╭─ Provided records
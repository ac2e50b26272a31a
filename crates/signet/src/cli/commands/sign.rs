//! Sign command

use std::path::PathBuf;
use std::sync::Arc;

use anyhow::Context;
use clap::Args;
use dialoguer::Password;
use tracing::info;

use signet_signing::{
    AlreadySignedPolicy, Certificate, CertificateReference, HashAlgorithm, NamedCertificateStore,
    SignOrchestrator, SignRequest, StoreLocation, StoreName, SigningError,
};

use super::Workspace;
use crate::cli::{output, Cli, OutputFormat};
use crate::exit_codes;

/// Sign a binary or container package
#[derive(Debug, Args)]
pub struct SignCommand {
    /// File to sign
    pub target: PathBuf,

    /// Thumbprint of an installed certificate
    #[arg(long, conflicts_with = "pfx", required_unless_present = "pfx")]
    pub thumbprint: Option<String>,

    /// Store holding the installed certificate
    #[arg(long, default_value = "my")]
    pub store: String,

    /// Look the certificate up in the machine store instead of the user store
    #[arg(long)]
    pub machine: bool,

    /// PKCS#12 certificate file
    #[arg(long)]
    pub pfx: Option<PathBuf>,

    /// Password for the PKCS#12 file
    #[arg(long, env = "SIGNET_PFX_PASSWORD", hide_env_values = true)]
    pub password: Option<String>,

    /// Hash algorithm (sha1, sha256, sha384, sha512)
    #[arg(long)]
    pub hash: Option<String>,

    /// Timestamp server URL
    #[arg(long, conflicts_with = "no_timestamp")]
    pub timestamp: Option<String>,

    /// Do not timestamp the signature
    #[arg(long)]
    pub no_timestamp: bool,

    /// Sign binaries inside a container package before the package itself
    #[arg(long)]
    pub nested: bool,

    /// Re-sign nested binaries that already carry a valid signature
    #[arg(long)]
    pub resign_signed: bool,
}

impl SignCommand {
    /// Execute the sign command
    pub fn execute(&self, cli: &Cli) -> anyhow::Result<i32> {
        info!(
            path = %self.target.display(),
            nested = self.nested,
            "executing sign command"
        );
        let workspace = Workspace::load()?;
        let request = self.build_request(&workspace)?;

        let mut options = workspace.config.package.to_options();
        if self.resign_signed {
            options.already_signed = AlreadySignedPolicy::Resign;
        }

        if cli.chatty() {
            println!(
                "{} {}",
                output::header("Signing"),
                output::path_style().apply_to(self.target.display())
            );
            println!("{}", output::key_value("Hash", request.hash_algorithm.name()));
            println!(
                "{}",
                output::key_value(
                    "Timestamp",
                    request.timestamp_server.as_deref().unwrap_or("none")
                )
            );
            println!();
        }

        let orchestrator = Arc::new(SignOrchestrator::new(workspace.locator(), options));
        let (tx, rx) = std::sync::mpsc::channel();
        orchestrator
            .sign(request, move |result| {
                let _ = tx.send(result);
            })
            .join()
            .map_err(|_| anyhow::anyhow!("signing worker panicked"))?;
        let result = rx.recv().context("signing worker reported no result")?;

        match cli.format {
            OutputFormat::Json => println!("{}", serde_json::to_string_pretty(&result)?),
            OutputFormat::Text => {
                output::completion(&result, cli.quiet);
                if !cli.quiet {
                    if result.success {
                        output::success(&format!("Signed {}", self.target.display()));
                    } else {
                        output::error(&format!("Failed to sign {}", self.target.display()));
                    }
                }
            }
        }

        Ok(exit_codes::for_success(result.success))
    }

    fn build_request(&self, workspace: &Workspace) -> anyhow::Result<SignRequest> {
        let signing = &workspace.config.signing;

        let hash_name = self.hash.as_deref().unwrap_or(&signing.hash_algorithm);
        let hash_algorithm: HashAlgorithm = hash_name.parse()?;

        let mut request = SignRequest::new(&self.target, self.certificate()?)
            .with_hash_algorithm(hash_algorithm)
            .with_nested_content(self.nested);

        request.timestamp_server = if self.no_timestamp {
            None
        } else {
            self.timestamp
                .as_deref()
                .or_else(|| signing.timestamp_server())
                .map(str::to_string)
        };

        Ok(request)
    }

    fn certificate(&self) -> anyhow::Result<CertificateReference> {
        if let Some(path) = &self.pfx {
            return Ok(CertificateReference::File {
                path: path.clone(),
                password: self.password()?,
            });
        }

        let thumbprint = self.thumbprint.as_deref().ok_or_else(|| {
            SigningError::Configuration("either --thumbprint or --pfx is required".to_string())
        })?;
        let name: StoreName = self.store.parse()?;
        let location = if self.machine {
            StoreLocation::LocalMachine
        } else {
            StoreLocation::CurrentUser
        };

        Ok(CertificateReference::Installed {
            certificate: Certificate::from_thumbprint(thumbprint),
            store: NamedCertificateStore::new(name, location),
        })
    }

    /// Password from the flag or environment, else a prompt when attended
    fn password(&self) -> anyhow::Result<Option<String>> {
        if self.password.is_some() {
            return Ok(self.password.clone());
        }
        if !console::user_attended() {
            return Ok(None);
        }

        let password = Password::new()
            .with_prompt("Certificate password")
            .allow_empty_password(true)
            .interact()?;
        Ok(Some(password))
    }
}

#[cfg(test)]
mod tests {
    use super::*;
    use clap::Parser;

    fn parse(args: &[&str]) -> SignCommand {
        let cli = Cli::try_parse_from(
            ["signet", "sign"].iter().chain(args.iter()).copied(),
        )
        .unwrap();
        match cli.command {
            crate::cli::Commands::Sign(cmd) => cmd,
            other => panic!("unexpected command: {:?}", other),
        }
    }

    fn workspace() -> Workspace {
        Workspace {
            config: Default::default(),
            config_path: None,
        }
    }

    #[test]
    fn test_thumbprint_request_uses_config_defaults() {
        let cmd = parse(&["app.exe", "--thumbprint", "aa bb cc"]);
        let request = cmd.build_request(&workspace()).unwrap();

        assert_eq!(request.hash_algorithm, HashAlgorithm::Sha256);
        assert_eq!(request.timestamp_server.as_deref(), Some("http://time.certum.pl"));
        assert!(!request.sign_nested_content);
        match request.certificate {
            CertificateReference::Installed { certificate, store } => {
                assert_eq!(certificate.thumbprint(), "AABBCC");
                assert_eq!(store, NamedCertificateStore::default());
            }
            other => panic!("unexpected certificate: {:?}", other),
        }
    }

    #[test]
    fn test_machine_store_and_overrides() {
        let cmd = parse(&[
            "app.exe",
            "--thumbprint",
            "AABBCC",
            "--store",
            "root",
            "--machine",
            "--hash",
            "sha512",
            "--no-timestamp",
        ]);
        let request = cmd.build_request(&workspace()).unwrap();

        assert_eq!(request.hash_algorithm, HashAlgorithm::Sha512);
        assert_eq!(request.timestamp_server, None);
        match request.certificate {
            CertificateReference::Installed { store, .. } => {
                assert_eq!(store.name(), StoreName::Root);
                assert!(store.is_machine());
            }
            other => panic!("unexpected certificate: {:?}", other),
        }
    }

    #[test]
    fn test_pfx_request_with_password() {
        let cmd = parse(&[
            "ext.vsix",
            "--pfx",
            "cert.pfx",
            "--password",
            "secret",
            "--timestamp",
            "http://ts.example",
            "--nested",
        ]);
        let request = cmd.build_request(&workspace()).unwrap();

        assert!(request.sign_nested_content);
        assert_eq!(request.timestamp_server.as_deref(), Some("http://ts.example"));
        match request.certificate {
            CertificateReference::File { path, password } => {
                assert_eq!(path, PathBuf::from("cert.pfx"));
                assert_eq!(password.as_deref(), Some("secret"));
            }
            other => panic!("unexpected certificate: {:?}", other),
        }
    }

    #[test]
    fn test_certificate_source_is_required_and_exclusive() {
        assert!(Cli::try_parse_from(["signet", "sign", "app.exe"]).is_err());
        assert!(Cli::try_parse_from([
            "signet", "sign", "app.exe", "--thumbprint", "AA", "--pfx", "c.pfx"
        ])
        .is_err());
        assert!(Cli::try_parse_from([
            "signet", "sign", "app.exe", "--thumbprint", "AA", "--timestamp", "http://t",
            "--no-timestamp"
        ])
        .is_err());
    }

    #[test]
    fn test_unknown_hash_and_store_are_rejected() {
        let cmd = parse(&["app.exe", "--thumbprint", "AA", "--hash", "md5"]);
        assert!(cmd.build_request(&workspace()).is_err());

        let cmd = parse(&["app.exe", "--thumbprint", "AA", "--store", "nowhere"]);
        let err = cmd.build_request(&workspace()).unwrap_err();
        assert_eq!(exit_codes::for_error(&err), exit_codes::CONFIG_ERROR);
    }
}
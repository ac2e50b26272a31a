//! Extracting and re-creating zip archives on disk

use std::io::Write;
use std::path::Path;

use tracing::debug;
use walkdir::WalkDir;
use zip::write::SimpleFileOptions;
use zip::CompressionMethod;

use crate::error::{Result, SigningError};

use super::opc::CONTENT_TYPES_ENTRY;

/// Extract every entry of `archive` below `dest`; returns the file count.
///
/// Entries whose names would escape `dest` are rejected.
pub fn extract(archive: &Path, dest: &Path) -> Result<usize> {
    let file = std::fs::File::open(archive)?;
    let mut zip = zip::ZipArchive::new(file).map_err(|e| SigningError::Package {
        path: archive.to_path_buf(),
        reason: format!("not a zip archive: {}", e),
    })?;

    let mut files = 0;
    for i in 0..zip.len() {
        let mut entry = zip.by_index(i)?;
        let relative = entry.enclosed_name().ok_or_else(|| SigningError::Package {
            path: archive.to_path_buf(),
            reason: format!("unsafe entry name {}", entry.name()),
        })?;
        let out = dest.join(relative);

        if entry.is_dir() {
            std::fs::create_dir_all(&out)?;
            continue;
        }
        if let Some(parent) = out.parent() {
            std::fs::create_dir_all(parent)?;
        }
        let mut target = std::fs::File::create(&out)?;
        std::io::copy(&mut entry, &mut target)?;
        files += 1;
    }

    debug!(archive = %archive.display(), files, "extracted archive");
    Ok(files)
}

/// Archive every file below `source` into `archive`, replacing it.
///
/// Entry names are relative to `source` with `/` separators, in file-name
/// order, with `[Content_Types].xml` first when present.
pub fn pack(source: &Path, archive: &Path, compression: CompressionMethod) -> Result<usize> {
    let mut entries = Vec::new();
    for entry in WalkDir::new(source).sort_by_file_name() {
        let entry = entry.map_err(|e| SigningError::Io(e.into()))?;
        if !entry.file_type().is_file() {
            continue;
        }
        let relative = entry
            .path()
            .strip_prefix(source)
            .map_err(|_| SigningError::Package {
                path: archive.to_path_buf(),
                reason: format!("{} is outside the working directory", entry.path().display()),
            })?;
        let name = relative
            .components()
            .map(|c| c.as_os_str().to_string_lossy())
            .collect::<Vec<_>>()
            .join("/");
        entries.push((name, entry.into_path()));
    }
    entries.sort_by_key(|(name, _)| name != CONTENT_TYPES_ENTRY);

    let dir = archive
        .parent()
        .filter(|p| !p.as_os_str().is_empty())
        .unwrap_or_else(|| Path::new("."));
    let mut temp = tempfile::NamedTempFile::new_in(dir)?;
    {
        let mut zip = zip::ZipWriter::new(temp.as_file_mut());
        let options = SimpleFileOptions::default().compression_method(compression);
        for (name, path) in &entries {
            zip.start_file(name.as_str(), options)?;
            zip.write_all(&std::fs::read(path)?)?;
        }
        zip.finish()?;
    }
    temp.persist(archive).map_err(|e| SigningError::Io(e.error))?;

    debug!(archive = %archive.display(), files = entries.len(), "packed archive");
    Ok(entries.len())
}
//! Default configuration values

use super::types::Config;

/// Default configuration file name (TOML)
pub const DEFAULT_CONFIG_TOML: &str = "signet.toml";

/// Default configuration file name (YAML)
pub const DEFAULT_CONFIG_YAML: &str = "signet.yaml";

/// Default hash algorithm name
pub const DEFAULT_HASH_ALGORITHM: &str = "sha256";

/// Default handling of nested files that already verify
pub const DEFAULT_ALREADY_SIGNED: &str = "skip";

/// Get list of config file names to search for, in priority order
pub fn config_file_names() -> Vec<&'static str> {
    vec![
        DEFAULT_CONFIG_TOML,
        DEFAULT_CONFIG_YAML,
        ".signet.toml",
        ".signet.yaml",
    ]
}

/// Generate default configuration TOML
pub fn default_config_toml() -> String {
    toml::to_string_pretty(&Config::default())
        .unwrap_or_else(|_| DEFAULT_CONFIG_TEMPLATE.to_string())
}

/// Default configuration template
pub const DEFAULT_CONFIG_TEMPLATE: &str = r#"# Signet Configuration

[signing]
hash_algorithm = "sha256"
timestamp_server = "http://time.certum.pl"

[tool]
# path = 'C:\Program Files (x86)\Windows Kits\10\bin\10.0.22621.0\x64\signtool.exe'
sdk_roots = []

[package]
extensions = ["vsix"]
nested_extensions = ["dll", "exe"]
already_signed = "skip"
"#;

#[cfg(test)]
mod tests {
    use super::*;

    #[test]
    fn test_template_parses_to_defaults() {
        let config: Config = toml::from_str(DEFAULT_CONFIG_TEMPLATE).unwrap();
        let defaults = Config::default();
        assert_eq!(config.signing.hash_algorithm, defaults.signing.hash_algorithm);
        assert_eq!(config.signing.timestamp_server, defaults.signing.timestamp_server);
        assert_eq!(config.package.extensions, defaults.package.extensions);
        assert_eq!(config.package.already_signed, defaults.package.already_signed);
    }

    #[test]
    fn test_generated_default_round_trips() {
        let config: Config = toml::from_str(&default_config_toml()).unwrap();
        assert_eq!(
            config.signing.timestamp_servers,
            Config::default().signing.timestamp_servers
        );
    }
}
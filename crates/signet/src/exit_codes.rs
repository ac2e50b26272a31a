//! Exit codes for the CLI

use signet_core::ConfigError;
use signet_signing::SigningError;

/// Success
pub const SUCCESS: i32 = 0;

/// Signing or verification failed
pub const ERROR: i32 = 1;

/// Configuration error
pub const CONFIG_ERROR: i32 = 2;

/// Exit code for an error that escaped a command
pub fn for_error(error: &anyhow::Error) -> i32 {
    if error.downcast_ref::<ConfigError>().is_some() {
        return CONFIG_ERROR;
    }
    match error.downcast_ref::<SigningError>() {
        Some(
            SigningError::Configuration(_)
            | SigningError::UnsupportedAlgorithm(_)
            | SigningError::ToolNotFound { .. },
        ) => CONFIG_ERROR,
        _ => ERROR,
    }
}

/// Exit code for a finished operation
pub fn for_success(success: bool) -> i32 {
    if success {
        SUCCESS
    } else {
        ERROR
    }
}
╰─
** What you should do **
Lines that contain "usize" should be pulled from the entries above and reported.

** Completed task **
pub fn extract(archive: &Path, dest: &Path) -> Result<usize> {
pub fn pack(source: &Path, archive: &Path, compression: CompressionMethod) -> Result<usize> {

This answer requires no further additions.